Task prompt
Return all lines of the records that contain the word "start".

= Beginning of Section =

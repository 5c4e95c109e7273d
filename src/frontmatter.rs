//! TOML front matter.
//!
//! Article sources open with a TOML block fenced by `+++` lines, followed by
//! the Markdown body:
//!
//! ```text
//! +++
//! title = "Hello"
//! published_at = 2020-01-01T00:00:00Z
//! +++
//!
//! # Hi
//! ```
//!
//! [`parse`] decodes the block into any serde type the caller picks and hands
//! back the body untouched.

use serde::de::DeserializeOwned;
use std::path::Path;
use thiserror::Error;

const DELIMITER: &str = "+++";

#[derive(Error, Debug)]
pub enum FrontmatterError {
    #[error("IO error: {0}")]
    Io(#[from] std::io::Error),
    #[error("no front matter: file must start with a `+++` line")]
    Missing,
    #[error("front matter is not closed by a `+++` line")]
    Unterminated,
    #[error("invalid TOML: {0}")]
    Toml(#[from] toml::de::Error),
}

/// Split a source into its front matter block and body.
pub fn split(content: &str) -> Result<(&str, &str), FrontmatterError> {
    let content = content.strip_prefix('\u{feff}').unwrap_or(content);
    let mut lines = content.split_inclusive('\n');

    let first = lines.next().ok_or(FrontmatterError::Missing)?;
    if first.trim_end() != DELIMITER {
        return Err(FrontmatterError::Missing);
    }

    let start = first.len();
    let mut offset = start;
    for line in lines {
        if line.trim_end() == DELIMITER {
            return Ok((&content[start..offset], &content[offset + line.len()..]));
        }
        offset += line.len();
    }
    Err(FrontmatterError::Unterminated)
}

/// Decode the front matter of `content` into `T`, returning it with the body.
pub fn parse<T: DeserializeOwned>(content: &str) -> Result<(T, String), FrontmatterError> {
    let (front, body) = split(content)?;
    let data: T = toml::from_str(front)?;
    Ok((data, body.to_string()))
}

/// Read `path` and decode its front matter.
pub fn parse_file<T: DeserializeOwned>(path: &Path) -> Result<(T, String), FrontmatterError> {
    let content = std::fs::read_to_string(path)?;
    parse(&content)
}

= End of Section =

Exercise output
    #[error("no front matter: file must start with a `+++` line")]
    let start = first.len();
    let mut offset = start;
            return Ok((&content[start..offset], &content[offset + line.len()..]));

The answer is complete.